Research Methodology
Conditions to investigate will include single biofilm growing bacteria vs co-culture, concentration of carbon source (potentially different types), cell growth substrate, hydrodynamic shear stress (in high shear environments, biofilms may be flatter or form long strands), and physico-chemical conditions, such as hydrodynamic shear stress and dissolved oxygen levels. By analysing the productivity per cell, we will determine optimal conditions for the biofilms.
The knowledge gained from this research is expected to provide design criteria for flow biocatalysis reactors, such as the structural/scaffold support to maintain optimal metabolite producing conditions at different scales. Of interest could be biofilm-immobilisation structures, such as surface-immobilised biofilms, monoliths to scaffold biofilms, and porous/hydrogel-like beads which may foster particular spatial arrangements for the biofilm.

Alignment to EPSRC's strategies and research areas
The project aligns with Future Manufacturing Technologies

The CDT has a proven track record of delivering impact from its research and training activities and this will continue in the new Centre. The main types of impact relate to: (i) provision of highly skilled EngD and sPhD graduates; (ii) generation of intellectual property (IP) in support of collaborating companies or for spin-out company creation; (iii) knowledge exchange to the wider bioprocess-using industries; (iv) benefits to patients in terms of new and more cost effective medicines, and (v) benefits to the wider society via involvement in public engagement activities and impacts on policy.

With regard to training, provision of future bioindustry leaders is the primary output of the CDT and some 96% of previous EngD graduates have progressed to relevant bioindustry careers. These highly skilled individuals help catalyse private sector innovation and biomanufacturing activity. This is of enormous importance to capitalise on emerging markets, such as Advanced Therapy Medicinal Products (ATMPs), and to create new jobs and a skilled labour force to underpin economic growth. The CDT will deliver new, flexible on-line training modules on complex biological products manufacture that will be made available to the wider bioprocessing community. It will also provide researchers with opportunities for international company placements and cross-cohort training between UCL and SSPC via a new annual Summer School and Conference.

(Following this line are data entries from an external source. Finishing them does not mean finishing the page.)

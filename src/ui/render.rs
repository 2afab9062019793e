//! UI renderer implementation.
//!
//! Contains the top-level `render` entry point used by the terminal loop. It
//! splits the screen into the sidebar, file panels, the preview and the
//! status line, and places the help or find overlay on top. The blocks
//! themselves come from [crate::ui::panes] as ANSI text and are converted
//! for ratatui here.
//!
//! This module stays "pure rendering": it reads state and config and produces
//! widgets, it never mutates the app.

use crate::app::{AppState, InputMode};
use crate::ui::panes;
use crate::ui::rendering::{TruncateStyle, strip_ansi, truncate};

use ansi_to_tui::IntoText;
use ratatui::{
    Frame,
    layout::{Constraint, Layout, Rect},
    text::Text,
    widgets::{Clear, Paragraph},
};

/// Renders the whole terminal UI for one frame.
pub fn render(frame: &mut Frame, app: &AppState) {
    let cfg = app.config();
    let theme = cfg.theme();
    let metrics = app.metrics();

    let [main, status] =
        Layout::vertical([Constraint::Min(1), Constraint::Length(1)]).areas(frame.area());

    let mut constraints: Vec<Constraint> = Vec::with_capacity(app.panels().len() + 2);
    let offset = usize::from(metrics.sidebar_width > 0);
    if offset == 1 {
        constraints.push(Constraint::Length(metrics.sidebar_width as u16));
    }
    constraints.extend(
        metrics
            .panel_widths()
            .into_iter()
            .map(|w| Constraint::Length(w as u16)),
    );
    if metrics.preview_width > 0 {
        constraints.push(Constraint::Length(metrics.preview_width as u16));
    }
    let chunks = Layout::horizontal(constraints).split(main);

    if offset == 1
        && let Some(area) = chunks.first().copied()
    {
        let block = panes::sidebar(
            app.sidebar(),
            theme,
            area.width as usize,
            area.height as usize,
            app.mode() == InputMode::Sidebar,
            app.focused_panel().location(),
        );
        draw_block(frame, area, &block);
    }

    for (idx, panel) in app.panels().iter().enumerate() {
        let Some(area) = chunks.get(offset + idx).copied() else {
            break;
        };
        let block = panes::file_panel(
            panel,
            theme,
            area.width as usize,
            area.height as usize,
            idx == app.focused() && app.mode() != InputMode::Sidebar,
            cfg.general().footer_labels(),
        );
        draw_block(frame, area, &block);
    }

    if metrics.preview_width > 0
        && let Some(area) = chunks.get(offset + app.panels().len()).copied()
    {
        let block = panes::preview(
            app.preview(),
            theme,
            area.width as usize,
            area.height as usize,
        );
        draw_block(frame, area, &block);
    }

    let (w, h) = metrics.overlay();
    match app.mode() {
        InputMode::Help => {
            let bounds = centered(main, w, h);
            let block = panes::help(
                app.help(),
                theme,
                bounds.width as usize,
                bounds.height as usize,
            );
            // The menu shrinks to its rows
            let rows = block.lines().count();
            let area = centered(main, bounds.width as usize, rows);
            frame.render_widget(Clear, area);
            draw_block(frame, area, &block);
        }
        InputMode::Find => {
            let area = centered(main, w, h);
            frame.render_widget(Clear, area);
            let block = panes::find(app.find(), theme, area.width as usize, area.height as usize);
            draw_block(frame, area, &block);
        }
        _ => {}
    }

    let line = truncate(&app.status_line(), status.width as usize, TruncateStyle::Tail);
    frame.render_widget(
        Paragraph::new(strip_ansi(&line)).style(theme.status_line_style()),
        status,
    );
}

/// Draws a pre-rendered ANSI block into `area`.
fn draw_block(frame: &mut Frame, area: Rect, block: &str) {
    let text = block
        .into_text()
        .unwrap_or_else(|_| Text::from(strip_ansi(block)));
    frame.render_widget(Paragraph::new(text), area);
}

/// A `width` x `height` rect centered in `area`, clipped to it.
fn centered(area: Rect, width: usize, height: usize) -> Rect {
    let w = (width as u16).min(area.width);
    let h = (height as u16).min(area.height);
    Rect {
        x: area.x + (area.width - w) / 2,
        y: area.y + (area.height - h) / 2,
        width: w,
        height: h,
    }
}

#[cfg(test)]
mod tests {
    use super::*;

    #[test]
    fn centered_rect_stays_inside() {
        let area = Rect::new(0, 0, 100, 30);
        let r = centered(area, 80, 24);
        assert_eq!((r.x, r.y, r.width, r.height), (10, 3, 80, 24));

        let clipped = centered(Rect::new(5, 5, 10, 4), 80, 24);
        assert_eq!(clipped, Rect::new(5, 5, 10, 4));
    }
}
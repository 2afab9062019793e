//! main.rs
//! Entry point for panefm

use panefm::app::AppState;
use panefm::config::Config;
use panefm::core::terminal;
use panefm::utils::cli::{CliAction, handle_args};
use panefm::utils::{logging, resolve_initial_dir};

fn main() -> std::io::Result<()> {
    std::panic::set_hook(Box::new(|info| {
        let _ = crossterm::terminal::disable_raw_mode();
        let mut stdout = std::io::stdout();
        let _ = crossterm::execute!(
            stdout,
            crossterm::terminal::LeaveAlternateScreen,
            crossterm::cursor::Show
        );

        log::error!("panic: {}", info);
        eprintln!("\n[panefm] Error occurred: {}", info);

        #[cfg(debug_assertions)]
        {
            let bt = std::backtrace::Backtrace::force_capture();
            eprintln!("\nStack Backtrace:\n{}", bt);
        }
    }));

    let action = handle_args();
    if let CliAction::Exit = action {
        return Ok(());
    }

    logging::init();
    let config = Config::load();

    let mut app = match action {
        CliAction::RunAppAtPath(path_arg) => match resolve_initial_dir(&path_arg) {
            Some(dir) => AppState::from_dir(&config, &dir),
            None => {
                eprintln!(
                    "\n[panefm] Error: Path '{}' cannot be opened.",
                    path_arg.display()
                );
                std::process::exit(1);
            }
        },
        _ => AppState::new(&config)?,
    };

    log::info!("starting in {}", app.focused_panel().location().display());
    terminal::run_terminal(&mut app)
}
//! Terminal UI for panefm.
//!
//! - [rendering]: the text-grid engine that builds fixed-size bordered blocks.
//! - [panes]: one block builder per panel (file panels, preview, help, find).
//! - [render]: frame layout, called once per frame by the terminal loop.

pub mod panes;
pub mod render;
pub mod rendering;

pub use render::render;
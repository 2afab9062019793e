//! Preview panel state.
//!
//! The preview follows the entry under the focused panel's cursor. A change
//! of target or geometry only marks the preview pending; the request goes
//! out once input has been quiet for [PREVIEW_DEBOUNCE], so holding a
//! navigation key does not queue a preview per row.

use crate::app::request::{Completed, Outcome, RequestTracker, Ticket};
use crate::core::worker::PreviewContext;

use std::path::Path;
use std::sync::Arc;
use std::time::{Duration, Instant};

pub const PREVIEW_DEBOUNCE: Duration = Duration::from_millis(75);

#[derive(Default)]
pub struct PreviewState {
    lines: Arc<Vec<String>>,
    /// Context the current `lines` were rendered for.
    shown: Option<PreviewContext>,
    /// Target and geometry the preview should currently show.
    wanted: Option<PreviewContext>,
    pending_since: Option<Instant>,
    tracker: RequestTracker<PreviewContext>,
}

impl PreviewState {
    pub fn new() -> Self {
        Self::default()
    }

    // Getters / Accessors

    #[inline]
    pub fn lines(&self) -> &[String] {
        &self.lines
    }

    /// Path of the content on screen, which lags the cursor until the
    /// newest preview has been applied.
    pub fn path(&self) -> Option<&Path> {
        self.shown.as_ref().map(|c| c.path.as_path())
    }

    /// True once the lines on screen belong to the wanted target.
    pub fn is_current(&self) -> bool {
        self.shown.is_some() && self.shown == self.wanted
    }

    #[inline]
    pub fn wanted(&self) -> Option<&PreviewContext> {
        self.wanted.as_ref()
    }

    pub fn is_loading(&self) -> bool {
        self.pending_since.is_some() || self.tracker.is_pending()
    }

    // Request lifecycle

    /// Points the preview at `target`. Returns false if nothing changed.
    pub fn retarget(&mut self, target: Option<PreviewContext>, now: Instant) -> bool {
        if target == self.wanted {
            return false;
        }
        match target {
            Some(ctx) => {
                self.wanted = Some(ctx);
                self.pending_since = Some(now);
            }
            None => self.clear(),
        }
        true
    }

    pub fn should_trigger(&self, now: Instant) -> bool {
        self.pending_since
            .is_some_and(|since| now.saturating_duration_since(since) > PREVIEW_DEBOUNCE)
    }

    /// Issues the debounced request once it is due.
    pub fn take_request(&mut self, now: Instant) -> Option<Ticket<PreviewContext>> {
        if !self.should_trigger(now) {
            return None;
        }
        self.pending_since = None;
        let ctx = self.wanted.clone()?;
        Some(self.tracker.issue(ctx))
    }

    pub fn apply(&mut self, result: Completed<PreviewContext, Arc<Vec<String>>>) -> Outcome {
        let Some(current) = self.wanted.clone() else {
            return Outcome::Discarded;
        };
        let mut lines = None;
        let outcome = self.tracker.apply(result, &current, |v| lines = Some(v));
        if let Some(lines) = lines {
            self.lines = lines;
            self.shown = Some(current);
        }
        outcome
    }

    pub fn clear(&mut self) {
        self.lines = Arc::default();
        self.shown = None;
        self.wanted = None;
        self.pending_since = None;
    }
}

In terms of IP generation, each industry-collaborative EngD project will have direct impact on the industry sponsor in terms of new technology generation and improvements to existing processes or procedures. Where substantial IP is generated in EngD or sPhD programmes, this has the potential to lead to spin-out company creation and job creation with wider economic benefit. CDT research has already led to creation of a number of successful spin-out companies and licensing agreements. Once arising IP is protected the existing UCL and NIBRT post-experience training programmes provide opportunities for wider industrial dissemination and impact of CDT research and training materials.

CDT projects will address production of new ATMPs or improvements to the manufacture of the next generation of complex biological products that will directly benefit healthcare providers and patients. Examples arising from previous EngD projects have included engineered enzymes for greener pharmaceutical synthesis, novel bioprocess operations to reduce biopharmaceutical manufacturing costs and the translation of early stem cell therapies into clinical trials. In each case the individual researchers have been important champions of knowledge exchange to their collaborating companies.

Finally, in terms of wider public engagement and society, the CDT has achieved substantial impact via involvement of staff and researchers in activities with schools (e.g. STEMnet), presentations at science fairs (Big Bang, Cheltenham), delivery of high profile public lectures (Wellcome Trust, Royal Institution) as well as TV and radio presentations. The next generation of CDT researchers will receive new training on the principles of Responsible Innovation (RI) that will be embedded in their research and help inform their public engagement activities and impact on policy.